26.3669 · Interpellanza · 2026-06-17
Dipartimento di giustizia e polizia
Depositato
Wortlaut
Recenti casi e analisi pubbliche hanno evidenziato il rischio che soggetti legati alla criminalità organizzata possano insediarsi in Svizzera, accedere all’economia legale, investire capitali di origine illecita o ottenere permessi e autorizzazioni senza che gli indizi disponibili siano tempestivamente condivisi tra le autorità competenti.
Il problema non riguarda solo la repressione penale, ma anche la capacità preventiva dello Stato di riconoscere situazioni di rischio prima che l’infiltrazione si consolidi. L’aumento delle segnalazioni al MROS conferma una crescente attenzione del settore finanziario, ma solleva la questione se le informazioni raccolte siano poi utilizzabili in modo efficace da autorità migratorie, fiscali, amministrative e di perseguimento penale.
Si chiede pertanto al Consiglio federale:
Le autorità svizzere dispongono oggi di strumenti sufficienti per filtrare preventivamente soggetti potenzialmente legati alla criminalità organizzata nell’ambito di procedure migratorie, autorizzative, fiscali o economiche?
In che misura le autorità competenti possono scambiarsi informazioni rilevanti, anche in assenza di una condanna definitiva, quando emergono indizi di legami con organizzazioni mafiose o criminalità organizzata transnazionale?
Esistono ostacoli giuridici, tecnici o organizzativi che impediscono a un’autorità di utilizzare tempestivamente informazioni detenute da un’altra autorità federale, cantonale, comunale, penale, fiscale, migratoria o dal MROS?

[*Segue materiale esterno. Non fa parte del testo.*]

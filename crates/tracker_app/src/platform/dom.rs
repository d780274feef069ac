use std::collections::{BTreeMap, BTreeSet};
use std::fmt::Write as _;

use tracker_core::Route;

use super::events::DomEvent;
use super::ui::constants::*;

const SNAPSHOT_REGIONS: [&str; 7] = [
    ELEMENT_APP_NAME,
    ELEMENT_PAGE_TITLE,
    ELEMENT_PAGE_SUBTEXT,
    ELEMENT_PAGE_BODY,
    ELEMENT_PAGE_RESULTS,
    ELEMENT_MODAL_CONTENT,
    ELEMENT_FOOTER,
];

/// A single mutation of the host document or browser.
#[derive(Debug, Clone, PartialEq, Eq)]
pub enum DomCommand {
    SetDocumentTitle(String),
    SetText {
        element: &'static str,
        text: String,
    },
    /// Replace the element's whole subtree.
    SetHtml {
        element: &'static str,
        html: String,
    },
    /// Toggle the active class on every element whose route marker equals `route`.
    SetRouteActive {
        route: &'static str,
        active: bool,
    },
    /// Flip the overlay's `hidden` flag and `aria-hidden` together.
    SetModalVisible(bool),
    PushHistory {
        state: String,
        path: String,
    },
    /// `window.open(url, "_blank", "noopener")`.
    OpenWindow {
        url: String,
    },
}

/// The document and browser chrome the platform renders into.
pub trait DomHost {
    fn apply(&mut self, command: DomCommand);

    /// Current `location.pathname`.
    fn location_path(&self) -> String;

    fn apply_all(&mut self, commands: Vec<DomCommand>) {
        for command in commands {
            self.apply(command);
        }
    }
}

#[derive(Debug, Clone, PartialEq, Eq)]
pub struct HistoryEntry {
    pub state: Option<String>,
    pub path: String,
}

/// In-memory document with a browser-style history stack.
#[derive(Debug, Clone)]
pub struct HeadlessDom {
    document_title: String,
    elements: BTreeMap<&'static str, String>,
    active_routes: BTreeSet<&'static str>,
    modal_hidden: bool,
    modal_aria_hidden: &'static str,
    history: Vec<HistoryEntry>,
    cursor: usize,
    opened_windows: Vec<String>,
}

impl HeadlessDom {
    pub fn new(initial_path: &str) -> Self {
        Self {
            document_title: String::new(),
            elements: BTreeMap::new(),
            active_routes: BTreeSet::new(),
            modal_hidden: true,
            modal_aria_hidden: "true",
            history: vec![HistoryEntry {
                state: None,
                path: initial_path.to_string(),
            }],
            cursor: 0,
            opened_windows: Vec::new(),
        }
    }

    pub fn document_title(&self) -> &str {
        &self.document_title
    }

    pub fn element(&self, id: &str) -> Option<&str> {
        self.elements.get(id).map(String::as_str)
    }

    pub fn is_route_active(&self, route: &str) -> bool {
        self.active_routes.contains(route)
    }

    pub fn modal_hidden(&self) -> bool {
        self.modal_hidden
    }

    pub fn modal_aria_hidden(&self) -> &str {
        self.modal_aria_hidden
    }

    pub fn opened_windows(&self) -> &[String] {
        &self.opened_windows
    }

    pub fn history(&self) -> &[HistoryEntry] {
        &self.history
    }

    pub fn current_entry(&self) -> &HistoryEntry {
        &self.history[self.cursor]
    }

    /// Moves back one entry and returns the `popstate` the browser would fire.
    pub fn back(&mut self) -> Option<DomEvent> {
        if self.cursor == 0 {
            return None;
        }
        self.cursor -= 1;
        Some(self.pop_state())
    }

    pub fn forward(&mut self) -> Option<DomEvent> {
        if self.cursor + 1 >= self.history.len() {
            return None;
        }
        self.cursor += 1;
        Some(self.pop_state())
    }

    fn pop_state(&self) -> DomEvent {
        let entry = self.current_entry();
        DomEvent::PopState {
            state: entry.state.clone(),
            path: entry.path.clone(),
        }
    }

    /// Plain-text dump of the document for the shell, regions in page order.
    pub fn snapshot(&self) -> String {
        let mut out = String::new();
        let _ = writeln!(
            out,
            "== {} ({}) history {}/{}",
            self.document_title(),
            self.current_entry().path,
            self.cursor + 1,
            self.history().len()
        );
        let active: Vec<&str> = Route::NAV
            .into_iter()
            .map(Route::id)
            .filter(|id| self.is_route_active(id))
            .collect();
        let _ = writeln!(out, "nav active: [{}]", active.join(", "));
        for id in SNAPSHOT_REGIONS {
            if let Some(content) = self.element(id).filter(|c| !c.is_empty()) {
                let _ = writeln!(out, "-- #{id}\n{content}");
            }
        }
        let _ = writeln!(
            out,
            "modal: hidden={} aria-hidden={}",
            self.modal_hidden(),
            self.modal_aria_hidden()
        );
        if let Some(url) = self.opened_windows().last() {
            let _ = writeln!(out, "last opened window: {url}");
        }
        out
    }
}

impl DomHost for HeadlessDom {
    fn apply(&mut self, command: DomCommand) {
        match command {
            DomCommand::SetDocumentTitle(title) => self.document_title = title,
            DomCommand::SetText { element, text } | DomCommand::SetHtml { element, html: text } => {
                self.elements.insert(element, text);
            }
            DomCommand::SetRouteActive { route, active } => {
                if active {
                    self.active_routes.insert(route);
                } else {
                    self.active_routes.remove(route);
                }
            }
            DomCommand::SetModalVisible(visible) => {
                self.modal_hidden = !visible;
                self.modal_aria_hidden = if visible { "false" } else { "true" };
            }
            DomCommand::PushHistory { state, path } => {
                self.history.truncate(self.cursor + 1);
                self.history.push(HistoryEntry {
                    state: Some(state),
                    path,
                });
                self.cursor = self.history.len() - 1;
            }
            DomCommand::OpenWindow { url } => self.opened_windows.push(url),
        }
    }

    fn location_path(&self) -> String {
        self.current_entry().path.clone()
    }
}

#[cfg(test)]
mod tests {
    use super::*;

    fn push(dom: &mut HeadlessDom, state: &str, path: &str) {
        dom.apply(DomCommand::PushHistory {
            state: state.to_string(),
            path: path.to_string(),
        });
    }

    #[test]
    fn back_and_forward_walk_the_stack() {
        let mut dom = HeadlessDom::new("/");
        push(&mut dom, "dashboard", "/dashboard");
        push(&mut dom, "saved", "/saved");

        assert_eq!(
            dom.back(),
            Some(DomEvent::PopState {
                state: Some("dashboard".to_string()),
                path: "/dashboard".to_string(),
            })
        );
        assert_eq!(
            dom.back(),
            Some(DomEvent::PopState {
                state: None,
                path: "/".to_string(),
            })
        );
        assert_eq!(dom.back(), None);
        assert_eq!(dom.location_path(), "/");

        assert!(dom.forward().is_some());
        assert_eq!(dom.location_path(), "/dashboard");
    }

    #[test]
    fn push_after_back_drops_forward_entries() {
        let mut dom = HeadlessDom::new("/");
        push(&mut dom, "dashboard", "/dashboard");
        push(&mut dom, "saved", "/saved");
        dom.back();
        push(&mut dom, "proof", "/proof");

        let paths: Vec<&str> = dom.history().iter().map(|e| e.path.as_str()).collect();
        assert_eq!(paths, vec!["/", "/dashboard", "/proof"]);
        assert_eq!(dom.forward(), None);
    }

    #[test]
    fn modal_visibility_keeps_aria_in_step() {
        let mut dom = HeadlessDom::new("/");
        assert!(dom.modal_hidden());
        dom.apply(DomCommand::SetModalVisible(true));
        assert!(!dom.modal_hidden());
        assert_eq!(dom.modal_aria_hidden(), "false");
        dom.apply(DomCommand::SetModalVisible(false));
        assert_eq!(dom.modal_aria_hidden(), "true");
    }
}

Come vengono considerate, nelle procedure amministrative svizzere, le informazioni provenienti da autorità estere, procedimenti penali stranieri o fonti aperte attendibili?
Il Consiglio federale ritiene necessario rafforzare le basi legali, le linee guida o i meccanismi di coordinamento affinché segnali di rischio mafioso siano valutati in modo uniforme e proporzionato da Confederazione e Cantoni?